Posted by Leanne Mennemeier on October 06, 2017
After completing the low-calorie phase of the diet (yay!), you move on to maintenance. For the first three weeks, you are encouraged to only eat natural, healthy, whole food such as meat, seafood, poultry, vegetables, and fresh fruit (be careful with the very sweet fruit like pineapple, watermelon, bananas, etc.). You may even have some dairy like skim milk, cottage cheese, sugar free yogurt, but starches and processed sugars are not allowed! You should weigh every day and on the very day that your weight is more than 2 lbs. above your “last hcg weight”, perform a steak day*. These three weeks (no sugar/no starch weeks) are followed by three weeks of relatively the same except you may s-l-o-w-l-y add sugars and starches back into your diet. Continue to weigh every day and do a steak day if necessary, and it’s on to the rest of your life!
(*Steak Day – Drink plenty of water, coffee, and/or tea but eat nothing until your evening meal. Then, for dinner, eat a huge steak (8-14 ounces) along with either a raw tomato or a raw apple. This should knock your weight back down 2-5 lbs.)

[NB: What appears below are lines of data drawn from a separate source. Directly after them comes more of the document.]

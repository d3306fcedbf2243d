pub mod raster;

use std::thread;

use anyhow::{Context, Result};
use crossbeam_channel::{Receiver, Sender, TrySendError};

use crate::overlay::PoseOverlay;
use crate::overlay::canvas::DrawList;
use crate::types::{CanvasInfo, PoseFrame};

pub use raster::RasterCanvas;

/// Everything the overlay needs for one frame.
#[derive(Clone, Debug)]
pub struct OverlayInput {
    pub frame: PoseFrame,
    pub classification: Vec<String>,
    pub canvas: CanvasInfo,
}

fn run_worker_loop(
    overlay: PoseOverlay,
    input_rx: Receiver<OverlayInput>,
    output_tx: Sender<DrawList>,
) {
    while let Some(input) = recv_latest_input(&input_rx) {
        let list = overlay.render_to_list(&input.frame, &input.classification, &input.canvas);
        match output_tx.try_send(list) {
            Ok(()) => {}
            Err(TrySendError::Full(_)) => log::trace!("overlay consumer busy, dropping draw list"),
            Err(TrySendError::Disconnected(_)) => {
                log::info!("overlay consumer gone, stopping worker");
                return;
            }
        }
    }
    log::info!("overlay input closed, stopping worker");
}

/// Blocks for the next input, then skips ahead to the newest one queued.
fn recv_latest_input(input_rx: &Receiver<OverlayInput>) -> Option<OverlayInput> {
    let mut input = input_rx.recv().ok()?;
    while let Ok(newer) = input_rx.try_recv() {
        input = newer;
    }
    Some(input)
}

/// Renders overlays on a dedicated thread until the input channel closes.
pub fn start_overlay_worker(
    overlay: PoseOverlay,
    input_rx: Receiver<OverlayInput>,
    output_tx: Sender<DrawList>,
) -> Result<thread::JoinHandle<()>> {
    log::info!("starting overlay worker: {:?}", overlay.config());

    thread::Builder::new()
        .name("pose-overlay".into())
        .spawn(move || run_worker_loop(overlay, input_rx, output_tx))
        .context("failed to spawn overlay worker thread")
}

Most people do fine maintaining if they follow these rules consistently, but there are some people who, although they do everything right both during the low calorie and maintenance phases, continue to struggle to maintain their weight loss. These people are finding the tips below to be the illusive pieces of the maintenance puzzle that help them find control to maintaining their weight loss.
If you are one of those “strugglers” after losing a considerable amount of weight on the HCG Protocol, try not to be discouraged. Remind yourself that it’s a lot more fun and comfortable to struggle in your new size 10 than to hopelessly struggle in your old size 14 or 20!